Nesse imbróglio paulistano sobre o sistema de ônibus, ações mais ordenadas em prol da eficiência operacional poderiam ser adotadas, como a implantação de corredores aptos a dar fluidez ao sistema, proporcionando rapidez nas viagens e conforto aos passageiros. Contudo, preferiu-se comprar ônibus elétrico para um setor que pouco impacta nas emissões poluentes. E, com a proibição de aquisição de ônibus a diesel, a cidade ressente o envelhecimento de sua frota e a consequente perda de qualidade na operação.

A marca já forneceu 111 unidades de seu chassi elétrico eO500U para vários mercados nacionais, sendo que a cidade de São Paulo é a que conta com a maior parte dessa frota elétrica. Além de um produto próprio, a fabricante fornece apenas o quadro do chassi, com eixos, para que outra empresa do ramo faça interface tecnológica visando modelo 100% elétrico a bateria. Esse total alcança 325 chassis em parceria com a Eletra.

Na linha de atuação da marca em direção à descarbonização do transporte coletivo, outras alternativas podem ser desenvolvidas comercialmente e aproveitadas. Walter Barbosa comentou que há tecnologias que podem contribuir com as metas ambientais, como os biocombustíveis que não necessitam de uma estrutura específica de abastecimento, no caso, o HVO e o biodiesel. “Temos uma riqueza em biocombustível que pode ser combinada com a eletrificação em diversas circunstâncias encontradas no Brasil. Além do que, podemos, ainda, pensar em biometano, combustível que tem o poder da descarbonização. Tudo isso, claro, depende do planejamento para que não ocorra os mesmos erros desse processo de eletrificação”, observou.

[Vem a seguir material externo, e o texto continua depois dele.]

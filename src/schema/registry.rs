//! Field schema registry: field lookup per entity type and cleanup of stored files.

use crate::codec::{decode_uploads, UploadResult};
use crate::config::ResolvedModel;
use crate::error::AppError;
use crate::schema::FieldDefinition;
use crate::upload::FileStorage;
use async_trait::async_trait;
use serde_json::Value;
use std::sync::Arc;

#[async_trait]
pub trait FieldRegistry: Send + Sync {
    /// All declared fields of an entity type, in declaration order.
    async fn fields_for(&self, entity: &str) -> Result<Vec<FieldDefinition>, AppError>;

    async fn field_by_name(&self, name: &str, entity: &str) -> Result<Option<FieldDefinition>, AppError>;

    /// Delete every file referenced by a stored upload value.
    async fn delete_files_for(&self, field: &str, entity: &str, stored: &Value) -> Result<(), AppError>;

    /// Delete one previously stored upload of a record's field.
    async fn delete_uploaded_file(
        &self,
        field: &str,
        entity: &str,
        record_id: &Value,
        upload: &UploadResult,
    ) -> Result<(), AppError>;
}

/// Registry answering from the resolved config model; deletes through a [`FileStorage`].
#[derive(Clone)]
pub struct ModelFieldRegistry {
    model: Arc<ResolvedModel>,
    storage: Arc<dyn FileStorage>,
}

impl ModelFieldRegistry {
    pub fn new(model: Arc<ResolvedModel>, storage: Arc<dyn FileStorage>) -> Self {
        ModelFieldRegistry { model, storage }
    }

    fn entity_fields(&self, entity: &str) -> Result<&[FieldDefinition], AppError> {
        self.model
            .entity(entity)
            .map(|e| e.fields.as_slice())
            .ok_or_else(|| AppError::NotFound(format!("entity type: {}", entity)))
    }
}

#[async_trait]
impl FieldRegistry for ModelFieldRegistry {
    async fn fields_for(&self, entity: &str) -> Result<Vec<FieldDefinition>, AppError> {
        Ok(self.entity_fields(entity)?.to_vec())
    }

    async fn field_by_name(&self, name: &str, entity: &str) -> Result<Option<FieldDefinition>, AppError> {
        Ok(self.entity_fields(entity)?.iter().find(|f| f.name == name).cloned())
    }

    async fn delete_files_for(&self, field: &str, entity: &str, stored: &Value) -> Result<(), AppError> {
        for upload in decode_uploads(stored)? {
            self.storage
                .delete(&upload)
                .await
                .map_err(|e| AppError::Internal(e.0))?;
            tracing::info!(entity, field, file = %upload.file, "deleted stored file");
        }
        Ok(())
    }

    async fn delete_uploaded_file(
        &self,
        field: &str,
        entity: &str,
        record_id: &Value,
        upload: &UploadResult,
    ) -> Result<(), AppError> {
        self.storage
            .delete(upload)
            .await
            .map_err(|e| AppError::Internal(e.0))?;
        tracing::info!(entity, field, id = %record_id, file = %upload.file, "deleted superseded file");
        Ok(())
    }
}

O vice-presidente da Mercedes-Benz atentou para outro ponto muito importante visando a mobilidade sustentável no transporte público, que é a necessidade de renovação de frota dos ônibus a diesel, com investimentos em modelos Euro VI que reduzem drasticamente as emissões de Óxidos de Nitrogênio e de Material Particulado, gases altamente prejudiciais à saúde pública. “Por isso, programas de financiamento como o Refrota, por exemplo, são fundamentais para que as empresas possam renovar suas frotas com ônibus cada vez mais compatíveis com o meio ambiente. Em suma, com nossos ônibus elétricos e com os consagrados modelos a diesel com tecnologia BlueTec 6, a Mercedes-Benz reforça seu compromisso com o transporte sustentável, sem abrir mão da eficiência e rentabilidade para as operadoras”, afirmou.

Obs. – Este espaço não se cansa de reforçar que a mobilidade coletiva e os serviços de ônibus urbanos só voltarão a ser competitivos se houver um conjunto de medidas que priorizem o modal na cena, dando-lhe capacidade para ser atrativo perante outros modelos de deslocamento. Não é uma tecnologia de propulsão que fará isso.